Ma il 1948 fu soprattutto l’anno del “18 aprile”, della severa sconfitta elettorale subita dal “Fronte Popolare” (lista unica di PCI e PSI con il simbolo di una stella a cinque punte sulla quale campeggiava l’effigie di Giuseppe Garibaldi) e la conquista della maggioranza assoluta dei voti da parte della Democrazia Cristiana.
Il colpo per la sinistra fu durissimo: ci si aspettava un risultato molto diverso, se non proprio la vittoria.
A Botteghe Oscure venne perciò avviata una riflessione profonda sulle cause che avevano provocato quel risultato, e che doveva portare, seppure lentamente, ad un mutamento della strategia politica del PCI.
Vero è che le premesse per quella sconfitta si erano già evidenziate in Italia. L’anno prima, il ’47, c’era stata la rottura dell’unità antifascista costruita durante la Resistenza con l’espulsione dal governo dei ministri comunisti e socialisti; c’era stata la scomunica comminata ai comunisti (persino a chi leggeva soltanto l’Unità) da parte del papa Pio XII, ed ancora la forte pressione del governo USA perché il PCI fosse messo al bando in Italia, e la scissione del Partito Socialista a palazzo Barberini con la formazione del PSDI di Giuseppe Saragat.
Tutti avvenimenti, questi, che erano serviti a preparare il terreno a ché la campagna elettorale per eleggere il primo parlamento della Repubblica Italiana si trasformasse in uno scontro ideologico drammatico. E così fu. I muri di tutta Italia erano coperti da enormi manifesti (con illustrazioni del tipo “Domenica del Corriere”) dove si potevano vedere arcigni cosacchi, con la stella rossa sul berretto e il coltello tra i denti, abbeverare i loro cavalli nelle fontane di piazza San Pietro, oppure comunisti che volevano “mangiare i bambini”, vecchi con in mano la croce che tentavano opporsi all’avanzata dell’effige di Garibaldi, e su tutto l’appello rivolto agli italiani di votare per una scelta che poteva essere definitiva “o Roma o Mosca”.
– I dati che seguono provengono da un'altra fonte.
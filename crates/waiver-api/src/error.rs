//! API error type and [`axum::response::IntoResponse`] implementation.
//!
//! Every error body has the shape `{"message": ...}`, where the message is a
//! string or, for per-field validation failures, a map of field to message.

use std::collections::BTreeMap;

use axum::{
  Json,
  http::{HeaderValue, StatusCode, header},
  response::{IntoResponse, Response},
};
use serde_json::json;
use thiserror::Error;

use crate::resultsdb::LookupError;

/// Body of every 404, whether for an unknown waiver or an unknown route.
pub const NOT_FOUND_MESSAGE: &str = "The requested URL was not found on the \
   server.  If you entered the URL manually please check your spelling and \
   try again.";

/// An error returned by an API handler.
#[derive(Debug, Error)]
pub enum ApiError {
  #[error("bad request: {0}")]
  BadRequest(String),

  #[error("invalid fields: {0:?}")]
  InvalidFields(BTreeMap<String, String>),

  #[error("unauthorized")]
  Unauthorized,

  #[error("forbidden: {0}")]
  Forbidden(String),

  #[error("not found")]
  NotFound,

  /// The legacy result lookup failed; `status` is passed through.
  #[error("Failed looking up result in Resultsdb: {message}")]
  Upstream { status: StatusCode, message: String },

  #[error("store error: {0}")]
  Store(#[source] Box<dyn std::error::Error + Send + Sync>),
}

impl ApiError {
  /// Report a single invalid field.
  pub fn field(name: &str, message: impl Into<String>) -> Self {
    Self::InvalidFields(BTreeMap::from([(name.to_owned(), message.into())]))
  }

  pub fn store<E>(e: E) -> Self
  where
    E: std::error::Error + Send + Sync + 'static,
  {
    Self::Store(Box::new(e))
  }
}

impl From<LookupError> for ApiError {
  fn from(e: LookupError) -> Self {
    let status = match &e {
      LookupError::NotConfigured => StatusCode::SERVICE_UNAVAILABLE,
      LookupError::Status { status, .. } => {
        StatusCode::from_u16(*status).unwrap_or(StatusCode::BAD_GATEWAY)
      }
      LookupError::NoSubject(_) => StatusCode::BAD_REQUEST,
      LookupError::Transport(_) => StatusCode::BAD_GATEWAY,
    };
    ApiError::Upstream { status, message: e.to_string() }
  }
}

impl IntoResponse for ApiError {
  fn into_response(self) -> Response {
    let (status, message) = match &self {
      ApiError::BadRequest(m) => (StatusCode::BAD_REQUEST, json!(m)),
      ApiError::InvalidFields(fields) => (StatusCode::BAD_REQUEST, json!(fields)),
      ApiError::Unauthorized => {
        let mut res = (
          StatusCode::UNAUTHORIZED,
          Json(json!({ "message": "Authentication required" })),
        )
          .into_response();
        res.headers_mut().insert(
          header::WWW_AUTHENTICATE,
          HeaderValue::from_static("Basic realm=\"waivers\""),
        );
        return res;
      }
      ApiError::Forbidden(m) => (StatusCode::FORBIDDEN, json!(m)),
      ApiError::NotFound => (StatusCode::NOT_FOUND, json!(NOT_FOUND_MESSAGE)),
      ApiError::Upstream { status, .. } => (*status, json!(self.to_string())),
      ApiError::Store(e) => {
        // Internal details stay in the log.
        tracing::error!(error = %e, "internal error");
        (StatusCode::INTERNAL_SERVER_ERROR, json!(""))
      }
    };
    (status, Json(json!({ "message": message }))).into_response()
  }
}
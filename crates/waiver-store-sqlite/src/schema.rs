//! SQL schema for the waiver SQLite store.
//!
//! Executed once at connection startup. Future migrations will be gated on
//! `PRAGMA user_version`.

/// Full schema DDL; idempotent thanks to `IF NOT EXISTS`.
pub const SCHEMA: &str = "
PRAGMA journal_mode = WAL;

-- Waivers are strictly append-only.
-- No UPDATE or DELETE is ever issued against this table; the triggers below
-- turn an accidental one into an error.
CREATE TABLE IF NOT EXISTS waivers (
    id              INTEGER PRIMARY KEY AUTOINCREMENT,
    subject         TEXT NOT NULL,      -- canonical JSON, keys sorted
    testcase        TEXT NOT NULL,
    product_version TEXT NOT NULL,
    username        TEXT NOT NULL,
    proxied_by      TEXT,
    waived          INTEGER NOT NULL,   -- 0 | 1
    comment         TEXT,
    timestamp       TEXT NOT NULL       -- RFC 3339 UTC, fixed width; server-assigned
);

CREATE TRIGGER IF NOT EXISTS waivers_no_update
BEFORE UPDATE ON waivers
BEGIN
    SELECT RAISE(ABORT, 'waivers are append-only');
END;

CREATE TRIGGER IF NOT EXISTS waivers_no_delete
BEFORE DELETE ON waivers
BEGIN
    SELECT RAISE(ABORT, 'waivers are append-only');
END;

-- Supersession key lookups (current waiver = MAX(id) per key).
CREATE INDEX IF NOT EXISTS waivers_key_idx
    ON waivers(subject, testcase, username, product_version, id);
CREATE INDEX IF NOT EXISTS waivers_testcase_idx  ON waivers(testcase);
CREATE INDEX IF NOT EXISTS waivers_timestamp_idx ON waivers(timestamp);

PRAGMA user_version = 1;
";
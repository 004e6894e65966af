//! Runtime server configuration, deserialised from `config.toml` and
//! `WAIVER_*` environment variables.

use std::path::PathBuf;

use serde::{Deserialize, Serialize};

/// How callers submitting waivers are identified.
#[derive(
  Debug, Clone, Copy, Default, PartialEq, Eq, Serialize, Deserialize,
)]
#[serde(rename_all = "lowercase")]
pub enum AuthMethod {
  /// HTTP Basic, verified against the argon2 hashes in [`ServerConfig::users`].
  #[default]
  Basic,
  /// HTTP Basic username taken at face value. Development only.
  Dummy,
}

/// A user allowed to authenticate with [`AuthMethod::Basic`].
#[derive(Debug, Clone, Deserialize)]
pub struct UserConfig {
  pub username:      String,
  /// PHC string produced by argon2, e.g. `$argon2id$v=19$…`
  pub password_hash: String,
}

#[derive(Debug, Clone, Deserialize)]
pub struct ServerConfig {
  #[serde(default = "default_host")]
  pub host:                   String,
  #[serde(default = "default_port")]
  pub port:                   u16,
  /// Scheme and authority used for pagination links, e.g.
  /// `https://waivers.example.com`.
  pub base_url:               String,
  pub store_path:             PathBuf,
  #[serde(default)]
  pub auth_method:            AuthMethod,
  #[serde(default)]
  pub users:                  Vec<UserConfig>,
  /// Users allowed to submit waivers on behalf of someone else.
  #[serde(default)]
  pub superusers:             Vec<String>,
  /// Base URL of the ResultsDB API used to resolve legacy `result_id`s.
  pub resultsdb_api_url:      Option<String>,
  #[serde(default = "default_resultsdb_timeout_secs")]
  pub resultsdb_timeout_secs: u64,
  /// Origin allowed by CORS; CORS headers are omitted when unset.
  pub cors_url:               Option<String>,
}

fn default_host() -> String { "127.0.0.1".to_owned() }

fn default_port() -> u16 { 5004 }

fn default_resultsdb_timeout_secs() -> u64 { 10 }
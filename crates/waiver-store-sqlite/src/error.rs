//! Error type for `waiver-store-sqlite`.

use thiserror::Error;

#[derive(Debug, Error)]
pub enum Error {
  #[error("core error: {0}")]
  Core(#[from] waiver_core::Error),

  #[error("database error: {0}")]
  Database(#[from] tokio_rusqlite::Error),

  #[error("json error: {0}")]
  Json(#[from] serde_json::Error),

  #[error("date/time parse error: {0}")]
  DateParse(String),
}

pub type Result<T, E = Error> = std::result::Result<T, E>;
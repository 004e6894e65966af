//! Lookup of legacy `result_id`s in ResultsDB.
//!
//! Old clients submit a waiver for a numeric ResultsDB result instead of a
//! subject/testcase pair. The result is fetched and its subject and testcase
//! name are used in its place. The lookup never touches the waiver store.

use std::{collections::BTreeMap, future::Future, pin::Pin, time::Duration};

use serde::Deserialize;
use thiserror::Error;
use waiver_core::subject::Subject;

pub type BoxFuture<'a, T> = Pin<Box<dyn Future<Output = T> + Send + 'a>>;

#[derive(Debug, Error)]
pub enum LookupError {
  #[error("no ResultsDB API URL is configured")]
  NotConfigured,

  #[error("{status} response for {url}")]
  Status { status: u16, url: String },

  #[error("result {0} has no data to derive a subject from")]
  NoSubject(i64),

  #[error("{0}")]
  Transport(#[from] reqwest::Error),
}

// ─── Result record ───────────────────────────────────────────────────────────

#[derive(Debug, Clone, Deserialize)]
pub struct TestcaseRef {
  pub name: String,
}

/// The parts of a ResultsDB result a waiver needs.
#[derive(Debug, Clone, Deserialize)]
pub struct ResultRecord {
  /// ResultsDB stores every extra-data value as a list of strings.
  #[serde(default)]
  pub data:     BTreeMap<String, Vec<String>>,
  pub testcase: TestcaseRef,
}

impl ResultRecord {
  /// Derive a waiver subject from the result's extra data.
  ///
  /// `original_spec_nvr` wins when present; otherwise the result must carry
  /// both `type` and `item`.
  pub fn subject(&self) -> Option<Subject> {
    let first = |key: &str| self.data.get(key).and_then(|v| v.first());

    if let Some(nvr) = first("original_spec_nvr") {
      return Some(Subject::new().with("original_spec_nvr", nvr.as_str()));
    }
    match (first("type"), first("item")) {
      (Some(kind), Some(item)) => {
        Some(Subject::new().with("type", kind.as_str()).with("item", item.as_str()))
      }
      _ => None,
    }
  }
}

// ─── Lookup trait ────────────────────────────────────────────────────────────

/// Resolves a result id into a [`ResultRecord`].
pub trait ResultLookup: Send + Sync {
  fn get_result(&self, result_id: i64) -> BoxFuture<'_, Result<ResultRecord, LookupError>>;
}

/// Resolve `result_id` into the (subject, testcase) a waiver should carry.
pub async fn resolve_result(
  lookup: &dyn ResultLookup,
  result_id: i64,
) -> Result<(Subject, String), LookupError> {
  let record = lookup.get_result(result_id).await?;
  let subject = record.subject().ok_or(LookupError::NoSubject(result_id))?;
  Ok((subject, record.testcase.name))
}

// ─── HTTP client ─────────────────────────────────────────────────────────────

/// [`ResultLookup`] backed by the ResultsDB REST API.
pub struct ResultsdbClient {
  http:     reqwest::Client,
  base_url: Option<String>,
}

impl ResultsdbClient {
  /// `base_url` is the API root, e.g. `https://resultsdb/api/v2.0`. Without
  /// one every lookup fails with [`LookupError::NotConfigured`].
  pub fn new(base_url: Option<String>, timeout: Duration) -> reqwest::Result<Self> {
    let http = reqwest::Client::builder().timeout(timeout).build()?;
    Ok(Self { http, base_url })
  }
}

impl ResultLookup for ResultsdbClient {
  fn get_result(&self, result_id: i64) -> BoxFuture<'_, Result<ResultRecord, LookupError>> {
    Box::pin(async move {
      let base = self.base_url.as_deref().ok_or(LookupError::NotConfigured)?;
      let url = format!("{}/results/{result_id}", base.trim_end_matches('/'));

      tracing::debug!(%url, "looking up result");
      let response = self.http.get(&url).send().await?;
      let status = response.status();
      if !status.is_success() {
        return Err(LookupError::Status { status: status.as_u16(), url });
      }
      Ok(response.json::<ResultRecord>().await?)
    })
  }
}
La mobilitazione della chiesa cattolica fu totale, dalla curia vaticana ai parroci dei comuni più piccoli; si mobilitarono i Comitati Civici fondati per l’occasione dal professor Luigi Gedda, medico e presidente dell’Azione Cattolica, per quella che doveva essere, e fu, una vera e propria “crociata anticomunista”.
Le sinistre non si lasciarono, ovviamente, intimidire da questa campagna forsennata e cercavano di portare il discorso sul piano concreto della vera materia del contendere, e cioè le penose condizioni di vita e di lavoro delle grandi masse popolari che potevano migliorare solo cambiando il rapporto tra le “classi”, contenendo appetiti e profitti di “lor signori”, difendendo autonomia e indipendenza dell’Italia, dando rapida e completa attuazione alla Costituzione repubblicana appena approvata e promulgata con il concorso di tutte le forze democratiche e antifasciste.
La battaglia elettorale fu combattuta senza esclusione di colpi, in un clima di forte tensione, con gli strumenti di comunicazione al tempo disponibili, ma alla fine l’anticomunismo viscerale finì col prevalere e il risultato fu quello che abbiamo ricordato.